Problem statement. Give every line below again, exactly as it appears.
• • • • •
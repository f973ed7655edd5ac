//! Human and machine renderings of a report.

use std::fmt::Write;

use super::types::{Report, UnitOutcome};
use crate::error::{Error, Result};

const RED: &str = "\x1b[31m";
const GREEN: &str = "\x1b[32m";
const YELLOW: &str = "\x1b[33m";
const DIM: &str = "\x1b[2m";
const BOLD: &str = "\x1b[1m";
const RESET: &str = "\x1b[0m";

/// Pretty-printed JSON. Deterministic for a given report.
pub fn render_json(report: &Report) -> Result<String> {
    let mut json =
        serde_json::to_string_pretty(report).map_err(|e| Error::Serialization(e.to_string()))?;
    json.push('\n');
    Ok(json)
}

/// Grouped-by-document summary for terminals.
pub fn render_human(report: &Report, color: bool) -> String {
    let paint = |code: &'static str| if color { code } else { "" };
    let mut out = String::new();

    for doc in &report.documents {
        let status = if doc.passed {
            format!("{}ok{}", paint(GREEN), paint(RESET))
        } else {
            format!("{}FAILED{}", paint(RED), paint(RESET))
        };
        let _ = writeln!(
            out,
            "{}{}{} ({}) ... {status}",
            paint(BOLD),
            doc.document,
            paint(RESET),
            doc.title
        );

        for unit in report.units.iter().filter(|u| u.document == doc.document) {
            let lines = format!("lines {}-{}", unit.start_line, unit.end_line);
            match &unit.outcome {
                UnitOutcome::Ok | UnitOutcome::Unchecked { .. } => {}
                UnitOutcome::Diagnostics { diagnostics } => {
                    for d in diagnostics {
                        for line in d.format_terminal(color).lines() {
                            let _ = writeln!(out, "  {line}");
                        }
                    }
                }
                UnitOutcome::Malformed {
                    line,
                    column,
                    message,
                    ..
                } => {
                    let _ = writeln!(
                        out,
                        "  {}malformed{}: {message}\n    --> {}:{line}:{column}",
                        paint(RED),
                        paint(RESET),
                        unit.document
                    );
                }
                UnitOutcome::Timeout { timeout_ms } => {
                    let _ = writeln!(
                        out,
                        "  {}timeout{}: {} ({lines}) exceeded {timeout_ms}ms",
                        paint(YELLOW),
                        paint(RESET),
                        unit.unit_id
                    );
                }
                UnitOutcome::Error { message } => {
                    let _ = writeln!(
                        out,
                        "  {}internal error{}: {} ({lines}): {message}",
                        paint(RED),
                        paint(RESET),
                        unit.unit_id
                    );
                }
                UnitOutcome::Cancelled => {
                    let _ = writeln!(
                        out,
                        "  {}cancelled{}: {} ({lines})",
                        paint(DIM),
                        paint(RESET),
                        unit.unit_id
                    );
                }
            }
        }
    }

    if !report.warnings.is_empty() {
        out.push('\n');
        for warning in &report.warnings {
            let _ = writeln!(out, "{}warning{}: {warning}", paint(YELLOW), paint(RESET));
        }
    }

    let c = &report.counts;
    let _ = writeln!(
        out,
        "\n{} documents, {} units: {} ok, {} with diagnostics, {} malformed, {} unchecked, {} timed out, {} errored, {} cancelled",
        c.documents, c.units, c.ok, c.diagnostics, c.malformed, c.unchecked, c.timeout, c.error, c.cancelled
    );
    let _ = writeln!(out, "{} errors, {} warnings", c.errors, c.warnings);

    let verdict = match (report.passed, report.is_partial()) {
        (_, true) => format!("{}{}INCOMPLETE{}", paint(BOLD), paint(YELLOW), paint(RESET)),
        (true, false) => format!("{}{}PASSED{}", paint(BOLD), paint(GREEN), paint(RESET)),
        (false, false) => format!("{}{}FAILED{}", paint(BOLD), paint(RED), paint(RESET)),
    };
    let _ = writeln!(out, "{verdict}");
    out
}

#[cfg(test)]
mod tests {
    use super::*;
    use crate::assemble::Assembler;
    use crate::compile::{CheckOutcome, RawDiagnostic};
    use crate::corpus::Document;
    use crate::profile::CompilerProfile;
    use crate::report::{Aggregator, OutcomeCache};

    fn sample_report() -> Report {
        let assembler = Assembler::new(&CompilerProfile::default()).unwrap();
        let doc = assembler.assemble(&Document::new(
            "01-types.md",
            "# Types\n\n```ts\nlet x: number = \"s\";\n```\n\n```bash\nnpm test\n```\n",
        ));
        let mut aggregator = Aggregator::new(false, OutcomeCache::disabled());
        aggregator.add_document(&doc);
        aggregator.record_check(
            &doc.units[0],
            CheckOutcome::Completed(vec![RawDiagnostic::error(
                1,
                5,
                "TS2322",
                "Type 'string' is not assignable to type 'number'.",
            )]),
        );
        aggregator.finish()
    }

    #[test]
    fn test_human_output() {
        let text = render_human(&sample_report(), false);
        assert!(text.starts_with("01-types.md (Types) ... FAILED\n"));
        assert!(text.contains("  error[TS2322]: Type 'string' is not assignable to type 'number'.\n"));
        assert!(text.contains("    --> 01-types.md:4:5\n"));
        assert!(text.contains("1 documents, 2 units: 0 ok, 1 with diagnostics"));
        assert!(text.ends_with("FAILED\n"));
        assert!(!text.contains('\x1b'));
    }

    #[test]
    fn test_json_output() {
        let report = sample_report();
        let json = render_json(&report).unwrap();
        assert_eq!(json, render_json(&report).unwrap());

        let value: serde_json::Value = serde_json::from_str(&json).unwrap();
        assert_eq!(value["passed"], false);
        assert_eq!(value["diagnostics"][0]["line"], 4);
        assert_eq!(value["diagnostics"][0]["code"], "TS2322");
        assert_eq!(value["diagnostics"][0]["unit_id"], "01-types.md#0");
        assert_eq!(value["units"][0]["outcome"]["status"], "diagnostics");
        assert_eq!(value["units"][1]["outcome"]["status"], "unchecked");
        assert_eq!(value["units"][1]["outcome"]["language"], "bash");
        assert!(value["units"][0].get("document_ordinal").is_none());
    }
}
• • • • •
Response for this exercise.
repository f973ed7655edd5ac
//! Human and machine renderings of a report.

use std::fmt::Write;

use super::types::{Report, UnitOutcome};
use crate::error::{Error, Result};

const RED: &str = "\x1b[31m";
const GREEN: &str = "\x1b[32m";
const YELLOW: &str = "\x1b[33m";
const DIM: &str = "\x1b[2m";
const BOLD: &str = "\x1b[1m";
const RESET: &str = "\x1b[0m";

/// Pretty-printed JSON. Deterministic for a given report.
pub fn render_json(report: &Report) -> Result<String> {
    let mut json =
        serde_json::to_string_pretty(report).map_err(|e| Error::Serialization(e.to_string()))?;
    json.push('\n');
    Ok(json)
}

/// Grouped-by-document summary for terminals.
pub fn render_human(report: &Report, color: bool) -> String {
    let paint = |code: &'static str| if color { code } else { "" };
    let mut out = String::new();

    for doc in &report.documents {
        let status = if doc.passed {
            format!("{}ok{}", paint(GREEN), paint(RESET))
        } else {
            format!("{}FAILED{}", paint(RED), paint(RESET))
        };
        let _ = writeln!(
            out,
            "{}{}{} ({}) ... {status}",
            paint(BOLD),
            doc.document,
            paint(RESET),
            doc.title
        );

        for unit in report.units.iter().filter(|u| u.document == doc.document) {
            let lines = format!("lines {}-{}", unit.start_line, unit.end_line);
            match &unit.outcome {
                UnitOutcome::Ok | UnitOutcome::Unchecked { .. } => {}
                UnitOutcome::Diagnostics { diagnostics } => {
                    for d in diagnostics {
                        for line in d.format_terminal(color).lines() {
                            let _ = writeln!(out, "  {line}");
                        }
                    }
                }
                UnitOutcome::Malformed {
                    line,
                    column,
                    message,
                    ..
                } => {
                    let _ = writeln!(
                        out,
                        "  {}malformed{}: {message}\n    --> {}:{line}:{column}",
                        paint(RED),
                        paint(RESET),
                        unit.document
                    );
                }
                UnitOutcome::Timeout { timeout_ms } => {
                    let _ = writeln!(
                        out,
                        "  {}timeout{}: {} ({lines}) exceeded {timeout_ms}ms",
                        paint(YELLOW),
                        paint(RESET),
                        unit.unit_id
                    );
                }
                UnitOutcome::Error { message } => {
                    let _ = writeln!(
                        out,
                        "  {}internal error{}: {} ({lines}): {message}",
                        paint(RED),
                        paint(RESET),
                        unit.unit_id
                    );
                }
                UnitOutcome::Cancelled => {
                    let _ = writeln!(
                        out,
                        "  {}cancelled{}: {} ({lines})",
                        paint(DIM),
                        paint(RESET),
                        unit.unit_id
                    );
                }
            }
        }
    }

    if !report.warnings.is_empty() {
        out.push('\n');
        for warning in &report.warnings {
            let _ = writeln!(out, "{}warning{}: {warning}", paint(YELLOW), paint(RESET));
        }
    }

    let c = &report.counts;
    let _ = writeln!(
        out,
        "\n{} documents, {} units: {} ok, {} with diagnostics, {} malformed, {} unchecked, {} timed out, {} errored, {} cancelled",
        c.documents, c.units, c.ok, c.diagnostics, c.malformed, c.unchecked, c.timeout, c.error, c.cancelled
    );
    let _ = writeln!(out, "{} errors, {} warnings", c.errors, c.warnings);

    let verdict = match (report.passed, report.is_partial()) {
        (_, true) => format!("{}{}INCOMPLETE{}", paint(BOLD), paint(YELLOW), paint(RESET)),
        (true, false) => format!("{}{}PASSED{}", paint(BOLD), paint(GREEN), paint(RESET)),
        (false, false) => format!("{}{}FAILED{}", paint(BOLD), paint(RED), paint(RESET)),
    };
    let _ = writeln!(out, "{verdict}");
    out
}

#[cfg(test)]
mod tests {
    use super::*;
    use crate::assemble::Assembler;
    use crate::compile::{CheckOutcome, RawDiagnostic};
    use crate::corpus::Document;
    use crate::profile::CompilerProfile;
    use crate::report::{Aggregator, OutcomeCache};

    fn sample_report() -> Report {
        let assembler = Assembler::new(&CompilerProfile::default()).unwrap();
        let doc = assembler.assemble(&Document::new(
            "01-types.md",
            "# Types\n\n```ts\nlet x: number = \"s\";\n```\n\n```bash\nnpm test\n```\n",
        ));
        let mut aggregator = Aggregator::new(false, OutcomeCache::disabled());
        aggregator.add_document(&doc);
        aggregator.record_check(
            &doc.units[0],
            CheckOutcome::Completed(vec![RawDiagnostic::error(
                1,
                5,
                "TS2322",
                "Type 'string' is not assignable to type 'number'.",
            )]),
        );
        aggregator.finish()
    }

    #[test]
    fn test_human_output() {
        let text = render_human(&sample_report(), false);
        assert!(text.starts_with("01-types.md (Types) ... FAILED\n"));
        assert!(text.contains("  error[TS2322]: Type 'string' is not assignable to type 'number'.\n"));
        assert!(text.contains("    --> 01-types.md:4:5\n"));
        assert!(text.contains("1 documents, 2 units: 0 ok, 1 with diagnostics"));
        assert!(text.ends_with("FAILED\n"));
        assert!(!text.contains('\x1b'));
    }

    #[test]
    fn test_json_output() {
        let report = sample_report();
        let json = render_json(&report).unwrap();
        assert_eq!(json, render_json(&report).unwrap());

        let value: serde_json::Value = serde_json::from_str(&json).unwrap();
        assert_eq!(value["passed"], false);
        assert_eq!(value["diagnostics"][0]["line"], 4);
        assert_eq!(value["diagnostics"][0]["code"], "TS2322");
        assert_eq!(value["diagnostics"][0]["unit_id"], "01-types.md#0");
        assert_eq!(value["units"][0]["outcome"]["status"], "diagnostics");
        assert_eq!(value["units"][1]["outcome"]["status"], "unchecked");
        assert_eq!(value["units"][1]["outcome"]["language"], "bash");
        assert!(value["units"][0].get("document_ordinal").is_none());
    }
}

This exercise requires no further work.